You are currently browsing the tag archive for the ‘almost everywhere convergence’ tag.

Suppose one has a measure space ${X = (X, {\mathcal B}, \mu)}$ and a sequence of operators ${T_n: L^p(X) \rightarrow L^p(X)}$ that are bounded on some ${L^p(X)}$ space, with ${1 \leq p < \infty}$. Suppose that on some dense subclass of functions ${f}$ in ${L^p(X)}$ (e.g. continuous compactly supported functions, if the space ${X}$ is reasonable), one already knows that ${T_n f}$ converges pointwise almost everywhere to some limit ${Tf}$, for another bounded operator ${T: L^p(X) \rightarrow L^p(X)}$ (e.g. ${T}$ could be the identity operator). What additional ingredient does one need to pass to the limit and conclude that ${T_n f}$ converges almost everywhere to ${Tf}$ for all ${f}$ in ${L^p(X)}$ (and not just for ${f}$ in a dense subclass)?

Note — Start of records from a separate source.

//! Seeded graph generators, a brute-force oracle, and map-text rendering.
//!
//! Everything here is deterministic in its seed so that failures reproduce
//! exactly.

use mapcolor_kernel::graph::{ConstraintGraph, GraphBuilder};
use mapcolor_kernel::palette::PALETTE_SIZE;
use mapcolor_kernel::region::{regions_from_names, RegionState};
use rand::rngs::StdRng;
use rand::{Rng, SeedableRng};

/// Erdős–Rényi graph on `node_count` nodes with edge probability `density`.
///
/// # Panics
///
/// Panics if `density` is outside `0.0..=1.0`.
#[must_use]
pub fn random_graph(seed: u64, node_count: usize, density: f64) -> ConstraintGraph {
    let mut rng = StdRng::seed_from_u64(seed);
    let mut builder = GraphBuilder::new(node_count);
    for u in 0..node_count {
        for v in (u + 1)..node_count {
            if rng.gen_bool(density) {
                builder.add_edge(u, v).unwrap();
            }
        }
    }
    builder.build()
}

/// `K_n` with `pendants` extra nodes each attached to one clique member.
#[must_use]
pub fn clique_with_pendants(clique: usize, pendants: usize) -> ConstraintGraph {
    let mut builder = GraphBuilder::new(clique + pendants);
    for u in 0..clique {
        for v in (u + 1)..clique {
            builder.add_edge(u, v).unwrap();
        }
    }
    for p in 0..pendants {
        builder.add_edge(clique + p, p % clique.max(1)).unwrap();
    }
    builder.build()
}

/// Whether `graph` admits a proper coloring with the palette, by exhaustive
/// enumeration. Only meant for graphs of a handful of nodes.
///
/// # Panics
///
/// Panics if the graph has more than 10 nodes.
#[must_use]
pub fn brute_force_colorable(graph: &ConstraintGraph) -> bool {
    let n = graph.node_count();
    assert!(n <= 10, "brute force oracle limited to 10 nodes, got {n}");
    let mut colors = vec![0usize; n];
    loop {
        if graph.edges().all(|(u, v)| colors[u] != colors[v]) {
            return true;
        }
        // Odometer increment over base PALETTE_SIZE.
        let mut i = 0;
        loop {
            if i == n {
                return false;
            }
            colors[i] += 1;
            if colors[i] < PALETTE_SIZE {
                break;
            }
            colors[i] = 0;
            i += 1;
        }
    }
}

/// Fresh regions named `R0..R{n-1}`.
#[must_use]
pub fn fresh_regions(node_count: usize) -> Vec<RegionState> {
    let names: Vec<String> = (0..node_count).map(|i| format!("R{i}")).collect();
    regions_from_names(&names)
}

/// Render `graph` as map text with regions `R0..` and the given selector.
///
/// Every node gets a declaration line listing all of its neighbors, so the
/// parsed instance has the same edge set (node indices may be permuted by
/// first-appearance order).
#[must_use]
pub fn map_text(graph: &ConstraintGraph, selector: char) -> String {
    let mut text = format!("{} {selector}\n", graph.node_count());
    for u in 0..graph.node_count() {
        let neighbors: Vec<String> = graph
            .neighbors(u)
            .iter()
            .map(|v| format!("R{v}"))
            .collect();
        if neighbors.is_empty() {
            text.push_str(&format!("R{u}.\n"));
        } else {
            text.push_str(&format!("R{u}: {}.\n", neighbors.join(", ")));
        }
    }
    text
}

#[cfg(test)]
mod tests {
    use super::*;

    #[test]
    fn same_seed_same_graph() {
        let a: Vec<_> = random_graph(7, 8, 0.5).edges().collect();
        let b: Vec<_> = random_graph(7, 8, 0.5).edges().collect();
        assert_eq!(a, b);
    }

    #[test]
    fn oracle_agrees_on_cliques() {
        assert!(brute_force_colorable(&ConstraintGraph::complete(4)));
        assert!(!brute_force_colorable(&ConstraintGraph::complete(5)));
        assert!(brute_force_colorable(&ConstraintGraph::complete(0)));
    }

    #[test]
    fn pendants_attach_to_clique() {
        let g = clique_with_pendants(5, 3);
        assert_eq!(g.node_count(), 8);
        assert_eq!(g.edge_count(), 10 + 3);
        assert!(g.adjacent(5, 0));
        assert!(g.adjacent(7, 2));
    }
}
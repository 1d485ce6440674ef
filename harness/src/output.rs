//! Result lines: `"<name>: <colorName>."`, names in descending order.

use std::io::{self, Write};

use mapcolor_kernel::palette::display_name;
use mapcolor_kernel::region::RegionState;

/// Regions sorted by name, descending (byte-wise lexicographic).
#[must_use]
pub fn descending_by_name(regions: &[RegionState]) -> Vec<&RegionState> {
    let mut sorted: Vec<&RegionState> = regions.iter().collect();
    sorted.sort_by(|a, b| b.name().cmp(a.name()));
    sorted
}

/// One formatted line per region, in output order.
#[must_use]
pub fn format_lines(regions: &[RegionState]) -> Vec<String> {
    descending_by_name(regions)
        .into_iter()
        .map(|r| format!("{}: {}.", r.name(), display_name(r.color())))
        .collect()
}

/// Write every line followed by `\n`.
///
/// # Errors
///
/// Propagates write failures from `out`.
pub fn write_output<W: Write>(out: &mut W, regions: &[RegionState]) -> io::Result<()> {
    for line in format_lines(regions) {
        writeln!(out, "{line}")?;
    }
    out.flush()
}
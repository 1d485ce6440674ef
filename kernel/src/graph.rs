//! Constraint graph: symmetric adjacency over `N` nodes.
//!
//! Built with [`GraphBuilder`], then frozen into an immutable
//! [`ConstraintGraph`]. Once frozen there is no way to add or remove edges,
//! so the graph cannot change under a running search.
//!
//! Neighbor lists are kept in ascending index order so every traversal of
//! the graph is deterministic.

use crate::error::GraphError;

/// Mutable edge accumulator. Consumed by [`GraphBuilder::build`].
#[derive(Debug, Clone)]
pub struct GraphBuilder {
    node_count: usize,
    /// Row-major `node_count * node_count` adjacency matrix.
    matrix: Vec<bool>,
}

impl GraphBuilder {
    /// Create a builder for `node_count` isolated nodes.
    #[must_use]
    pub fn new(node_count: usize) -> Self {
        Self {
            node_count,
            matrix: vec![false; node_count * node_count],
        }
    }

    /// Number of nodes the graph will have.
    #[must_use]
    pub fn node_count(&self) -> usize {
        self.node_count
    }

    /// Record an undirected edge between `u` and `v`.
    ///
    /// Returns `true` if the edge is new, `false` if it was already present.
    ///
    /// # Errors
    ///
    /// [`GraphError::NodeOutOfRange`] if either endpoint is `>= node_count`,
    /// [`GraphError::SelfLoop`] if `u == v`.
    pub fn add_edge(&mut self, u: usize, v: usize) -> Result<bool, GraphError> {
        for node in [u, v] {
            if node >= self.node_count {
                return Err(GraphError::NodeOutOfRange {
                    node,
                    node_count: self.node_count,
                });
            }
        }
        if u == v {
            return Err(GraphError::SelfLoop { node: u });
        }
        let fresh = !self.matrix[u * self.node_count + v];
        self.matrix[u * self.node_count + v] = true;
        self.matrix[v * self.node_count + u] = true;
        Ok(fresh)
    }

    /// Freeze the builder into an immutable graph.
    #[must_use]
    pub fn build(self) -> ConstraintGraph {
        let n = self.node_count;
        let neighbors = (0..n)
            .map(|u| (0..n).filter(|&v| self.matrix[u * n + v]).collect())
            .collect();
        ConstraintGraph {
            node_count: n,
            matrix: self.matrix,
            neighbors,
        }
    }
}

/// Immutable symmetric adjacency relation.
///
/// Query methods take node indices in `0..node_count()`. Passing an index
/// outside that range is a caller bug and panics.
#[derive(Debug, Clone, PartialEq, Eq)]
pub struct ConstraintGraph {
    node_count: usize,
    matrix: Vec<bool>,
    neighbors: Vec<Vec<usize>>,
}

impl ConstraintGraph {
    /// Build a graph from an edge list.
    ///
    /// # Errors
    ///
    /// Propagates the first [`GraphError`] from [`GraphBuilder::add_edge`].
    pub fn from_edges(node_count: usize, edges: &[(usize, usize)]) -> Result<Self, GraphError> {
        let mut builder = GraphBuilder::new(node_count);
        for &(u, v) in edges {
            builder.add_edge(u, v)?;
        }
        Ok(builder.build())
    }

    /// The complete graph on `node_count` nodes.
    ///
    /// # Panics
    ///
    /// Never in practice; every generated edge joins two distinct in-range
    /// nodes.
    #[must_use]
    pub fn complete(node_count: usize) -> Self {
        let mut builder = GraphBuilder::new(node_count);
        for u in 0..node_count {
            for v in (u + 1)..node_count {
                builder
                    .add_edge(u, v)
                    .expect("endpoints in range and distinct");
            }
        }
        builder.build()
    }

    /// Number of nodes.
    #[must_use]
    pub fn node_count(&self) -> usize {
        self.node_count
    }

    /// Whether `u` and `v` share an edge.
    ///
    /// # Panics
    ///
    /// Panics if either index is out of range.
    #[must_use]
    pub fn adjacent(&self, u: usize, v: usize) -> bool {
        assert!(
            u < self.node_count && v < self.node_count,
            "node index out of range"
        );
        self.matrix[u * self.node_count + v]
    }

    /// Neighbors of `u` in ascending index order.
    ///
    /// # Panics
    ///
    /// Panics if `u` is out of range.
    #[must_use]
    pub fn neighbors(&self, u: usize) -> &[usize] {
        &self.neighbors[u]
    }

    /// Number of neighbors of `u`.
    ///
    /// # Panics
    ///
    /// Panics if `u` is out of range.
    #[must_use]
    pub fn degree(&self, u: usize) -> usize {
        self.neighbors[u].len()
    }

    /// Every edge once, as `(u, v)` with `u < v`, in lexicographic order.
    pub fn edges(&self) -> impl Iterator<Item = (usize, usize)> + '_ {
        self.neighbors
            .iter()
            .enumerate()
            .flat_map(|(u, ns)| ns.iter().filter(move |&&v| v > u).map(move |&v| (u, v)))
    }

    /// Total number of undirected edges.
    #[must_use]
    pub fn edge_count(&self) -> usize {
        self.neighbors.iter().map(Vec::len).sum::<usize>() / 2
    }
}
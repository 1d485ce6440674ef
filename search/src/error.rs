//! Typed search errors.
//!
//! `SearchError` covers pre-flight contract violations only. An instance
//! with no valid coloring is not an error; it is reported as
//! [`crate::outcome::ColoringOutcome::Unsatisfiable`].

use thiserror::Error;

/// Pre-flight failure: no search step has been taken when this is returned.
#[derive(Debug, Clone, PartialEq, Eq, Error)]
pub enum SearchError {
    /// The policy combines switches that have no defined meaning.
    #[error("unsupported policy mode: {detail}")]
    UnsupportedPolicyMode { detail: String },
    /// The region list does not line up with the graph's nodes.
    #[error("graph has {node_count} nodes but {region_count} regions were supplied")]
    RegionCountMismatch {
        node_count: usize,
        region_count: usize,
    },
    /// A region is already colored or has a narrowed domain, meaning the list
    /// belongs to another run or was not reset.
    #[error("region {index} ({name}) is not uncolored with a full domain")]
    RegionNotPristine { index: usize, name: String },
    /// A region carries a degree cached from a different graph.
    #[error("region {index} ({name}) caches degree {cached} but has degree {actual} in this graph")]
    StaleDegree {
        index: usize,
        name: String,
        cached: usize,
        actual: usize,
    },
}
//! Typed domain separators for canonical hashing.
//!
//! Every hash computation selects a domain via [`HashDomain`]. The enum,
//! `as_bytes()`, `ALL`, and `Display` are generated from one macro
//! invocation, so adding a domain is a single change here.

macro_rules! define_hash_domains {
    (
        $(
            $(#[$meta:meta])*
            $variant:ident => $bytes:expr
        ),+ $(,)?
    ) => {
        /// Typed domain separator for [`super::hash::canonical_hash`].
        ///
        /// Each variant maps to a unique, null-terminated SHA-256 prefix.
        #[derive(Debug, Clone, Copy, PartialEq, Eq, Hash)]
        pub enum HashDomain {
            $(
                $(#[$meta])*
                $variant,
            )+
        }

        impl HashDomain {
            /// The raw domain-separator bytes (null-terminated).
            #[must_use]
            pub const fn as_bytes(&self) -> &'static [u8] {
                match self {
                    $( Self::$variant => $bytes, )+
                }
            }

            /// All domain variants in declaration order.
            pub const ALL: &[HashDomain] = &[
                $( Self::$variant, )+
            ];
        }

        impl core::fmt::Display for HashDomain {
            fn fmt(&self, f: &mut core::fmt::Formatter<'_>) -> core::fmt::Result {
                match self {
                    $( Self::$variant => write!(f, stringify!($variant)), )+
                }
            }
        }
    };
}

define_hash_domains! {
    /// Graph structure: node names plus the sorted edge list.
    GraphStructure => b"MAPCOLOR::GRAPH_STRUCTURE::V1\0",

    /// A final assignment of colors to region names.
    Coloring => b"MAPCOLOR::COLORING::V1\0",

    /// Canonical bytes of a run report.
    RunReport => b"MAPCOLOR::RUN_REPORT::V1\0",
}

One standard way to proceed here is to study the maximal operator

$\displaystyle T_* f(x) := \sup_n |T_n f(x)|$

and aim to establish a weak-type maximal inequality

$\displaystyle \| T_* f \|_{L^{p,\infty}(X)} \leq C \| f \|_{L^p(X)} \ \ \ \ \ (1)$

for all ${f \in L^p(X)}$ (or all ${f}$ in the dense subclass), and some constant ${C}$, where ${L^{p,\infty}}$ is the weak ${L^p}$ norm

$\displaystyle \|f\|_{L^{p,\infty}(X)} := \sup_{t > 0} t \mu( \{ x \in X: |f(x)| \geq t \})^{1/p}.$

A standard approximation argument using (1) then shows that ${T_n f}$ will now indeed converge to ${Tf}$ pointwise almost everywhere for all ${f}$ in ${L^p(X)}$, and not just in the dense subclass. See for instance these lecture notes of mine, in which this method is used to deduce the Lebesgue differentiation theorem from the Hardy-Littlewood maximal inequality. This is by now a very standard approach to establishing pointwise almost everywhere convergence theorems, but it is natural to ask whether it is strictly necessary. In particular, is it possible to have a pointwise convergence result ${T_n f \mapsto T f}$ without being able to obtain a weak-type maximal inequality of the form (1)?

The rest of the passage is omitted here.